Memang, dengan model ini, ada keterbatasannya. Berbagai ragam tampilan blog dari para blogger akan muncul. Akan tetapi, ini akan menjadi keberagaman tersendiri. Dari keberagaman itu, Vivalog telah berperan menstrukturkan penyajian informasi masing-masing blog, yaitu dengan memuat sedikit ringkasan, mengeditnya, dan memberikan judul yang menarik. Bahkan, dengan cerdas Vivalog menampilkan gambar-gambar yang justru lebih membuat pembaca tertarik dengan isi blog.

Selama saya menggunakan Vivalog, setiap postingan saya akhirnya banyak dibaca. Saya melihat hits yang tinggi ketika saya meng-sharing blog saya ke Vivalog. Tujuan di mana saya ingin saling berbagi pandangan dan pengalaman bisa semakin tercapai. Bahkan, sering juga saya mendapat tanggapan yang pedas atau yang mendukung di blog saya ketika saya sudah men-sharing suatu topik di blog saya ke Vivalog.

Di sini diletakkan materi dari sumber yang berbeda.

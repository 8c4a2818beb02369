use actix_web::{App, HttpServer};
use dotenv::dotenv;
use rustls::{Certificate, PrivateKey, ServerConfig};
use rustls_pemfile::{certs, pkcs8_private_keys};

use std::{fs::File, io::BufReader};

use CornCare::{config::Config, routes, server::server_state::ServerState};

#[actix_web::main]
pub async fn main() -> std::io::Result<()> {
    dotenv().ok();
    Config::init();
    env_logger::init_from_env(env_logger::Env::new().default_filter_or("debug"));

    ServerState::start().await;

    let server = HttpServer::new(move || App::new().configure(routes::configure))
        .workers(Config::get().http_worker_num);

    let tls_config = &Config::get().tls;

    if tls_config.enable {
        let rust_tls_config =
            load_rustls_config(&tls_config.cert_chain_file, &tls_config.private_key_file);
        return server
            .bind_rustls("0.0.0.0:8080", rust_tls_config)?
            .run()
            .await;
    } else {
        return server.bind("0.0.0.0:8080")?.run().await;
    }
}

fn load_rustls_config(cert_path: &str, key_path: &str) -> rustls::ServerConfig {
    // init server config builder with safe defaults
    let config = ServerConfig::builder()
        .with_safe_defaults()
        .with_no_client_auth();

    // load TLS key/cert files
    let cert_file = &mut BufReader::new(File::open(cert_path).unwrap());
    let key_file = &mut BufReader::new(File::open(key_path).unwrap());

    // convert files to key/cert objects
    let cert_chain = certs(cert_file)
        .unwrap()
        .into_iter()
        .map(Certificate)
        .collect();
    let mut keys: Vec<PrivateKey> = pkcs8_private_keys(key_file)
        .unwrap()
        .into_iter()
        .map(PrivateKey)
        .collect();

    // exit if no keys could be parsed
    if keys.is_empty() {
        eprintln!("Could not locate PKCS 8 private keys.");
        std::process::exit(1);
    }

    config.with_single_cert(cert_chain, keys.remove(0)).unwrap()
}
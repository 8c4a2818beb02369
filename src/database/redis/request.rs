use mobc_redis::redis::AsyncCommands;

use super::common::*;
use super::index;
use super::path;
use crate::config::datatype::{RequestId, SerializedConsultRequest, Timestamp, UserId};
use crate::consult::{ConsultRequest, ConsultRequestStatus};

pub async fn create_consult_request(
    user_id: UserId,
    summary: String,
    disease: Option<String>,
) -> Result<ConsultRequest, ()> {
    let mut con = get_con().await?;

    let request_id: RequestId = con.incr(path::LAST_REQ_ID, 1).await.map_err(|_| ())?;

    let request = ConsultRequest {
        id: request_id,
        user_id,
        expert_id: None,
        summary,
        disease,
        status: ConsultRequestStatus::Pending,
        created_at: chrono::Utc::now().timestamp_millis() as Timestamp,
    };

    let serialized = serde_json::to_string(&request).unwrap();

    con.set::<_, _, ()>(index::get_req_info_index(request_id).as_str(), &serialized)
        .await
        .map_err(|_| ())?;
    con.zadd::<_, _, _, ()>(
        index::get_user_reqs_index(user_id).as_str(),
        request_id,
        request_id,
    )
    .await
    .map_err(|_| ())?;
    con.sadd::<_, _, ()>(path::PENDING_REQS, request_id)
        .await
        .map_err(|_| ())?;

    return Ok(request);
}

pub async fn get_consult_request(request_id: RequestId) -> Result<Option<ConsultRequest>, ()> {
    let mut con = get_con().await?;

    let serialized_opt: Option<SerializedConsultRequest> = con
        .get(index::get_req_info_index(request_id).as_str())
        .await
        .map_err(|_| ())?;

    return Ok(serialized_opt.map(|serialized| {
        serde_json::from_str::<ConsultRequest>(&serialized).expect("ConsultRequest 反序列化失败")
    }));
}

async fn update_consult_request(request: &ConsultRequest) -> Result<(), ()> {
    let mut con = get_con().await?;

    let serialized = serde_json::to_string(request).unwrap();
    con.set::<_, _, ()>(index::get_req_info_index(request.id).as_str(), &serialized)
        .await
        .map_err(|_| ())?;

    return Ok(());
}

pub async fn set_request_expert(request_id: RequestId, expert_id: UserId) -> Result<(), ()> {
    let mut request = match get_consult_request(request_id).await? {
        Some(request) => request,
        None => return Err(()),
    };

    request.expert_id = Some(expert_id);
    request.status = ConsultRequestStatus::InProgress;
    update_consult_request(&request).await?;

    let mut con = get_con().await?;
    con.zadd::<_, _, _, ()>(
        index::get_expert_reqs_index(expert_id).as_str(),
        request_id,
        request_id,
    )
    .await
    .map_err(|_| ())?;
    con.srem::<_, _, ()>(path::PENDING_REQS, request_id)
        .await
        .map_err(|_| ())?;

    return Ok(());
}

pub async fn set_request_status(
    request_id: RequestId,
    status: ConsultRequestStatus,
) -> Result<(), ()> {
    let mut request = match get_consult_request(request_id).await? {
        Some(request) => request,
        None => return Err(()),
    };

    request.status = status;
    return update_consult_request(&request).await;
}

async fn get_requests_by_ids(request_ids: Vec<RequestId>) -> Result<Vec<ConsultRequest>, ()> {
    let mut requests: Vec<ConsultRequest> = Vec::new();
    for request_id in request_ids {
        if let Some(request) = get_consult_request(request_id).await? {
            requests.push(request);
        }
    }
    return Ok(requests);
}

pub async fn list_requests_of_user(user_id: UserId) -> Result<Vec<ConsultRequest>, ()> {
    let mut con = get_con().await?;

    let request_ids: Vec<RequestId> = con
        .zrangebyscore(index::get_user_reqs_index(user_id).as_str(), 0, "+inf")
        .await
        .map_err(|_| ())?;

    return get_requests_by_ids(request_ids).await;
}

pub async fn list_requests_of_expert(expert_id: UserId) -> Result<Vec<ConsultRequest>, ()> {
    let mut con = get_con().await?;

    let request_ids: Vec<RequestId> = con
        .zrangebyscore(index::get_expert_reqs_index(expert_id).as_str(), 0, "+inf")
        .await
        .map_err(|_| ())?;

    return get_requests_by_ids(request_ids).await;
}

pub async fn list_pending_requests() -> Result<Vec<ConsultRequest>, ()> {
    let mut con = get_con().await?;

    let mut request_ids: Vec<RequestId> = con
        .smembers(path::PENDING_REQS)
        .await
        .map_err(|_| ())?;
    request_ids.sort();

    return get_requests_by_ids(request_ids).await;
}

Dengan tampilan yang dibuat sekarang, saya melihat bahwa Vivalog sudah semakin menunjukkan identitasnya. Warna yang ditampilkan sekarang ini, saya yakin adalah proses yang panjang. Memilih warna tentu membutuhkan pengetahuan tersendiri. Pasti akan terjadi perdebatan tentang warna tersebut dari para blogger. Akan tetapi, bagi saya, itu tidak masalah sepanjang diterapkan secara konsisten. Ini akan menjadi corporate image dari Vivanews. Nanti pun akan diperoleh format yang paling tepat.

Hanya saja, memang kekurangannya, pada saat login ada usaha tersendiri. Saya yang terbiasa login lewat account facebook tidak bisa langsung login. Dulu ada pilihan langsung di menu login jika kita akan login dengan account facebook. Sekarang, kita harus gagal login dahulu baru muncul pilihan tersebut.

Kekurangan berikutnya, Vivalog belum memfasilitasi blog dalam bahasa Inggris. Padahal, rasanya ini perlu dipikirkan ke depan agar para blogger Indonesia semakin dikenal di kancah internasional.

Sukses terus Vivalog!

image

image

Komentar

tommytoxcum mengatakan…
pak Rudy maaf syarat untuk ikut lomba "VIVA.co.id Sebar 100 hadiah" belum lengkap.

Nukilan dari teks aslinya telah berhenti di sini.